Finally these can be passed to the API using the poly=
parameter:
url = paste0("https://data.police.uk/api/crimes-street/all-crime?poly=",
poly_paste,
"&date=2023-09")
x = GET(url)
crimes <- as_tibble(
fromJSON(httr::content(x, as = "text", encoding = "utf8"),
flatten = T
)
)
crimes
## # A tibble: 207 × 13
## category location_type context persistent_id id location_subtype month
## <chr> <chr> <chr> <chr> <int> <chr> <chr>
## 1 anti-socia… Force "" "" 1.13e8 "" 2023…
## 2 anti-socia… Force "" "" 1.13e8 "" 2023…
## 3 anti-socia… Force "" "" 1.13e8 "" 2023…
## 4 anti-socia… Force "" "" 1.13e8 "" 2023…
## 5 anti-socia… Force "" "" 1.13e8 "" 2023…
## 6 anti-socia… Force "" "" 1.13e8 "" 2023…
## 7 anti-socia… Force "" "" 1.13e8 "" 2023…
## 8 anti-socia… Force "" "" 1.13e8 "" 2023…
## 9 anti-socia… Force "" "" 1.13e8 "" 2023…
## 10 anti-socia… Force "" "" 1.13e8 "" 2023…
## # ℹ 197 more rows
## # ℹ 6 more variables: location.latitude <chr>, location.longitude <chr>,
## # location.street.id <int>, location.street.name <chr>,
## # outcome_status.category <chr>, outcome_status.date <chr>
Again you should have a look at the url
and even use the BROWSE
function to explore it as before.
Now there are are limits to what can be passed to the API in terms of the complexity of the definition of a polygon2. So the code below creates a 5km grid for the area of Leeds and passes each grid in turn to the API, using yet another for
loop.
# transform back to OSGB
leeds = st_transform(leeds, 27700)
# create a grid: 1. the geometry
gr_geom = st_make_grid(leeds, cellsize = 5000)
# 2. a data frame of IDs
gr = data.frame(ID = 1:length(gr_geom))
# 3. apply the geometry to the data.frame to make an sf object
st_geometry(gr) = gr_geom
You could examine this:
## tmap mode set to interactive viewing
## tmap mode set to plotting
The function below extracts the coordinates from each grid cell and formats them so that they can be passed to the API with a poly call.
get_poly_coords = function(x){
# transform to lat lon
x = st_transform(x, 4326)
# extract coordinates
coords = data.frame(st_coordinates(x)[, c("X", "Y")])
poly_paste <- paste(paste(coords$Y, coords$X, sep = ","), collapse = ":")
return(poly_paste)
}
To test this and to show what the above function is doing, examine this for a single grid cell:
## [1] "53.699629746901,-1.80124066773008:53.6994803352637,-1.72550965108028:53.7444201684409,-1.72521713914431:53.7445698244954,-1.80102893467678:53.699629746901,-1.80124066773008"
# URL for leeds area
url=paste0("https://data.police.uk/api/crimes-street/all-crime?poly=",
coords,
"&date=2023-09")
x = GET(url)
crimes <- as_tibble(
fromJSON(httr::content(x, as = "text", encoding = "utf8"),
flatten = T
)
)
# extract data
crimes.loc <- getLonLat(crimes)
crimes.attr <- getAttr(crimes)
crimes_sf = makeSpatial(crimes.loc, crimes.attr)
# and map
tmap_mode("view")
tm_shape(gr[1,])+ tm_borders() +
tm_shape(crimes_sf) + tm_dots(alpha = 0.2, shape = 1, size = 0.1)+
tm_basemap('OpenStreetMap')
Finally this can be put into a loop for all the grid cells.
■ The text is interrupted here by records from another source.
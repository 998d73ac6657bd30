use super::runs::{Run, split_runs};
use super::{KNOWN_CHUNK_WEIGHT, MAX_CHUNK_LEN, UNKNOWN_CHUNK_WEIGHT};
use crate::vocab::Vocabulary;

/// Best way found so far to reach a position in an alphabetic run
#[derive(Debug, Clone, Copy)]
struct Step {
    /// Total cost from position 0
    cost: f64,
    /// Length of the last chunk on the best path
    len: usize,
}

/// Split a word into fragments, reading chunk costs from `vocab`
///
/// Alphabetic runs are cut into 1-3 letter chunks along the cheapest path;
/// other runs come back as a single fragment each. The fragments always
/// concatenate back to `word`.
pub fn segment<'a>(word: &'a str, vocab: &Vocabulary) -> Vec<&'a str> {
    let mut fragments = Vec::new();

    for run in split_runs(word) {
        match run {
            Run::Other(text) => fragments.push(text),
            Run::Alphabetic(text) => fragments.extend(split_alphabetic(text, vocab)),
        }
    }

    fragments
}

/// Cheapest partition of an alphabetic run
///
/// Shortest path over positions `0..=n` where each edge is a chunk of
/// length 1..=MAX_CHUNK_LEN. Within one end position shorter chunks are
/// tried first and only a strictly lower total replaces the current best.
fn split_alphabetic<'a>(part: &'a str, vocab: &Vocabulary) -> Vec<&'a str> {
    let n = part.len();
    if n == 0 {
        return vec![];
    }

    let mut best: Vec<Option<Step>> = vec![None; n + 1];
    best[0] = Some(Step { cost: 0.0, len: 0 });

    for end in 1..=n {
        let mut chosen: Option<Step> = None;

        for len in 1..=MAX_CHUNK_LEN.min(end) {
            let start = end - len;
            let Some(prev) = best[start] else {
                continue;
            };

            let total = prev.cost + chunk_cost(&part[start..end], vocab);
            if chosen.map_or(true, |c| total < c.cost) {
                chosen = Some(Step { cost: total, len });
            }
        }

        best[end] = chosen;
    }

    if best[n].is_none() {
        debug_assert!(false, "no segmentation path for {part:?}");
        tracing::error!(part, "segmentation exhausted, run dropped");
        return vec![];
    }

    // Walk the back-pointers from the end
    let mut chunks = Vec::new();
    let mut end = n;
    while end > 0 {
        let Some(step) = best[end] else {
            break;
        };
        chunks.push(&part[end - step.len..end]);
        end -= step.len;
    }
    chunks.reverse();
    chunks
}

/// Incremental cost of using `chunk` as one fragment
fn chunk_cost(chunk: &str, vocab: &Vocabulary) -> f64 {
    let weight = if vocab.is_known_and_cheap(chunk) {
        KNOWN_CHUNK_WEIGHT
    } else {
        UNKNOWN_CHUNK_WEIGHT
    };
    weight / chunk.len() as f64
}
Again note the while
loop in the middle to avoid server-side errors.
# define some results tables as before
crimes.loc.tab = vector()
crimes.attr.tab = vector()
for(i in 1:nrow(gr)){
coords = get_poly_coords(gr[i,])
url.i=paste0("https://data.police.uk/api/crimes-street/all-crime?",
"poly=", coords,
"&date=2023-09")
x.i = GET(url.i)
while (x.i$status_code == 500) {
x.i = GET(url.i)
}
crimes.i <- as_tibble(
fromJSON(httr::content(x.i, as = "text", encoding = "utf8"),
flatten = T)
)
crimes.loc.tab <- rbind(crimes.loc.tab, getLonLat(crimes.i))
crimes.attr.tab <- rbind(crimes.attr.tab, getAttr(crimes.i))
# print out a little indicator of progress
cat("grid cell", i, "done \n")
}
## grid cell 1 done
## grid cell 2 done
## grid cell 3 done
## grid cell 4 done
## grid cell 5 done
## grid cell 6 done
## grid cell 7 done
## grid cell 8 done
## grid cell 9 done
## grid cell 10 done
## grid cell 11 done
## grid cell 12 done
## grid cell 13 done
## grid cell 14 done
## grid cell 15 done
## grid cell 16 done
## grid cell 17 done
## grid cell 18 done
## grid cell 19 done
## grid cell 20 done
## grid cell 21 done
## grid cell 22 done
## grid cell 23 done
## grid cell 24 done
## grid cell 25 done
## grid cell 26 done
## grid cell 27 done
## grid cell 28 done
## grid cell 29 done
## grid cell 30 done
## grid cell 31 done
## grid cell 32 done
## grid cell 33 done
## grid cell 34 done
## grid cell 35 done
## grid cell 36 done
## grid cell 37 done
## grid cell 38 done
## grid cell 39 done
## grid cell 40 done
## grid cell 41 done
## grid cell 42 done
And as ever the results can be converted to an sf
spatial object and mapped:
## tmap mode set to interactive viewing